For savers with cash sitting outside ISAs, the editorial takeaway is straightforward: using the 2026/27 cash ISA allowance fully, while the £20,000 limit and the current tax rates both still apply, locks in tax-free treatment that will not be available on the same terms again. This is not a reason to take ISA decisions you would not otherwise take; it is a reason not to leave the 2026/27 allowance unused if you would have used it anyway.

Source: GOV.UK: Income tax changes to tax rates for property, savings and dividend income.

FSCS protection in practice

The Financial Services Compensation Scheme protects deposits up to £85,000 per person per banking licence. Some practical implications:

  • Several brands can sit under one banking licence. For example, several savings brands historically shared a Bank of Scotland licence (part of Lloyds Banking Group); their combined balances counted against one £85,000 limit. Always check the current FSCS coverage statement on the provider’s site.
  • If you have very large cash savings, spreading them across separate licensed banks is the standard approach to keep each pot within the FSCS limit.
  • NS&I products are not FSCS-protected because they are HM Treasury-backed. The Treasury guarantee is effectively unlimited; FSCS rules do not apply.
  • Joint accounts are covered up to £170,000 (£85,000 per person on the joint account).

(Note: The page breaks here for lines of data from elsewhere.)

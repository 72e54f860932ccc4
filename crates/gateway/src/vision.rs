//! Image processing for uploaded photos.
//!
//! Two pure transforms, both CPU bound (callers run them on the blocking
//! pool):
//! - normalization of any accepted encoding to canonical JPEG
//! - an anchored crop with the target's aspect ratio, scaled to the target

use bytes::Bytes;
use image::{
    codecs::jpeg::JpegEncoder, imageops::FilterType, DynamicImage, GenericImageView, ImageReader,
    Rgb, RgbImage,
};
use std::io::Cursor;

use cropbot_core::{
    types::{Anchor, CropRequest, ImageFormat, NormalizedImage},
    Error, Result,
};

/// JPEG quality of delivered crops.
pub const DEFAULT_OUTPUT_QUALITY: u8 = 80;
/// JPEG quality for re-encoded uploads; high enough to be visually lossless.
pub const DEFAULT_NORMALIZE_QUALITY: u8 = 95;

/// Stateless image processor.
#[derive(Debug, Clone)]
pub struct ImageProcessor {
    output_quality: u8,
    normalize_quality: u8,
}

impl Default for ImageProcessor {
    fn default() -> Self {
        Self::new(DEFAULT_OUTPUT_QUALITY, DEFAULT_NORMALIZE_QUALITY)
    }
}

impl ImageProcessor {
    /// Create a processor with explicit JPEG qualities (1-100).
    pub fn new(output_quality: u8, normalize_quality: u8) -> Self {
        Self {
            output_quality: output_quality.clamp(1, 100),
            normalize_quality: normalize_quality.clamp(1, 100),
        }
    }

    /// Bring an upload into the canonical encoding.
    ///
    /// Canonical input is passed through untouched once its header checks
    /// out; anything else is decoded as `declared` and re-encoded.
    pub fn normalize(&self, data: Bytes, declared: ImageFormat) -> Result<NormalizedImage> {
        if declared.is_canonical() {
            let (width, height) = jpeg_dimensions(&data)?;
            return Ok(NormalizedImage {
                bytes: data,
                width,
                height,
            });
        }

        let img = image::load_from_memory_with_format(&data, codec_format(declared))
            .map_err(|e| Error::decode(format!("Invalid {} image: {}", declared, e)))?;
        let (width, height) = img.dimensions();
        let bytes = encode_jpeg(&flatten_onto_white(&img), self.normalize_quality)?;

        tracing::debug!(
            source_format = %declared,
            width,
            height,
            size_in = data.len(),
            size_out = bytes.len(),
            "Image normalized"
        );

        Ok(NormalizedImage {
            bytes,
            width,
            height,
        })
    }

    /// Crop `source` to the requested box per the anchor and encode the
    /// result.
    pub fn transform(&self, source: &[u8], request: &CropRequest) -> Result<Bytes> {
        let (tw, th) = (request.target.width, request.target.height);
        if tw == 0 || th == 0 {
            return Err(Error::Dimension {
                width: tw,
                height: th,
            });
        }

        let img = image::load_from_memory(source)
            .map_err(|e| Error::decode(format!("Invalid image: {}", e)))?;
        let cropped = cover_crop(&img, tw, th, request.anchor)?;
        encode_jpeg(&flatten_onto_white(&cropped), self.output_quality)
    }
}

/// Cut the largest box with the target's aspect ratio out of the source and
/// scale it to exactly `tw`x`th`.
///
/// Horizontally the box is always centered; vertically the anchor decides.
/// Only the selected window is resampled, so the work stays bounded by the
/// source and target sizes whatever the aspect ratios.
pub fn cover_crop(img: &DynamicImage, tw: u32, th: u32, anchor: Anchor) -> Result<DynamicImage> {
    let (w, h) = img.dimensions();
    if w == 0 || h == 0 {
        return Err(Error::decode("image has no pixels"));
    }

    let (cw, ch) = crop_window(w, h, tw, th);
    let x = (w - cw) / 2;
    let y = match anchor {
        Anchor::Top => 0,
        Anchor::Center => (h - ch) / 2,
        Anchor::Bottom => h - ch,
    };

    let window = img.crop_imm(x, y, cw, ch);
    if (cw, ch) == (tw, th) {
        return Ok(window);
    }
    Ok(window.resize_exact(tw, th, FilterType::Lanczos3))
}

/// Size in source pixels of the region that ends up in the output.
fn crop_window(w: u32, h: u32, tw: u32, th: u32) -> (u32, u32) {
    let scale = f64::max(tw as f64 / w as f64, th as f64 / h as f64);
    let cw = ((tw as f64 / scale).round() as u32).clamp(1, w);
    let ch = ((th as f64 / scale).round() as u32).clamp(1, h);
    (cw, ch)
}

fn jpeg_dimensions(data: &[u8]) -> Result<(u32, u32)> {
    match image::guess_format(data) {
        Ok(image::ImageFormat::Jpeg) => {}
        Ok(other) => {
            return Err(Error::decode(format!(
                "Declared JPEG but content is {:?}",
                other
            )))
        }
        Err(e) => return Err(Error::decode(format!("Declared JPEG but content is not an image: {}", e))),
    }

    ImageReader::with_format(Cursor::new(data), image::ImageFormat::Jpeg)
        .into_dimensions()
        .map_err(|e| Error::decode(format!("Invalid jpeg image: {}", e)))
}

fn codec_format(format: ImageFormat) -> image::ImageFormat {
    match format {
        ImageFormat::Jpeg => image::ImageFormat::Jpeg,
        ImageFormat::Png => image::ImageFormat::Png,
        ImageFormat::Webp => image::ImageFormat::WebP,
        ImageFormat::Gif => image::ImageFormat::Gif,
        ImageFormat::Bmp => image::ImageFormat::Bmp,
        ImageFormat::Tiff => image::ImageFormat::Tiff,
    }
}

/// JPEG has no alpha channel; composite transparent pixels over white.
fn flatten_onto_white(img: &DynamicImage) -> RgbImage {
    if !img.color().has_alpha() {
        return img.to_rgb8();
    }

    let rgba = img.to_rgba8();
    let mut out = RgbImage::new(rgba.width(), rgba.height());
    for (x, y, px) in rgba.enumerate_pixels() {
        let alpha = px[3] as u16;
        let blend = |c: u8| ((c as u16 * alpha + 255 * (255 - alpha)) / 255) as u8;
        out.put_pixel(x, y, Rgb([blend(px[0]), blend(px[1]), blend(px[2])]));
    }
    out
}

fn encode_jpeg(rgb: &RgbImage, quality: u8) -> Result<Bytes> {
    let mut buf = Vec::new();
    let mut encoder = JpegEncoder::new_with_quality(&mut buf, quality);
    encoder
        .encode_image(rgb)
        .map_err(|e| Error::encode(format!("jpeg encode failed: {}", e)))?;
    Ok(Bytes::from(buf))
}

Practical steps if you are opening a Cash ISA in May 2026

  1. Decide easy-access or fixed. Easy-access gives you flexibility but variable rates; fixed gives you certainty but locks the money up. Most savers use a mix.
  2. Check current best-buy tables on the day. Rates move. MoneySavingExpert, MoneyWeek, and MoneyFacts are the standard reference points.
  3. Verify FSCS coverage. If you have significant savings, make sure no single banking licence holds more than £85,000 of your cash.
  4. Confirm the ISA is flexible (if that matters to you) before opening. Not all are.
  5. Apply online, in most cases. Challenger banks typically open accounts within a day; high-street banks may take a few days.
  6. Note the transfer-in process. Moving funds from an existing Cash ISA with another provider requires an ISA transfer form; do not withdraw the funds and re-deposit, which would lose the existing wrapper status.

FAQ

Can I have a Cash ISA with one provider and a Stocks and Shares ISA with another in the same tax year?

Yes. The £20,000 annual ISA allowance is shared across all ISA types but you can split it across different providers. Since April 2024 you can also pay into multiple ISAs of the same type in the same tax year (so you could have two Cash ISAs being funded, for example, as long as the combined contributions stay within £20,000).

What happens if I exceed the £20,000 allowance by mistake?

HMRC will normally identify the excess and tell you. The excess is removed from the ISA wrapper and the interest on it becomes taxable. There is no formal penalty for an honest mistake, but the protection is lost on the over-subscribed amount. Track your contributions carefully if you are paying into multiple ISAs.

Do junior ISAs and adult ISAs count toward the same allowance?

No. The Junior ISA allowance (£9,000 in 2026/27) is separate from the adult £20,000 allowance. Children under 18 can have a Junior ISA in their own name (or a Cash ISA from age 16); these are not subscribed against the adult limit.

Can I transfer my Cash ISA between providers without affecting my annual allowance?

Yes. ISA transfers between providers do not count against your £20,000 annual subscription limit, provided you use the official ISA transfer process (not a withdrawal and re-deposit). Most providers handle transfers electronically within two to three weeks.

What if I am 65 or older?

The £12,000 under-65 Cash ISA cap from April 2027 does not apply to you. Savers aged 65 and older can continue to subscribe up to £20,000 each year to a Cash ISA, subject to the overall annual ISA allowance. The policy intent is to encourage younger savers toward longer-term investing while leaving the existing cash-focused regime for older savers.

Where to go from here

Rates and figures in this article are accurate as of 13 May 2026. Cash ISA rates change frequently; always confirm the current rate on the provider’s site before opening an account. This is general information, not personal financial advice.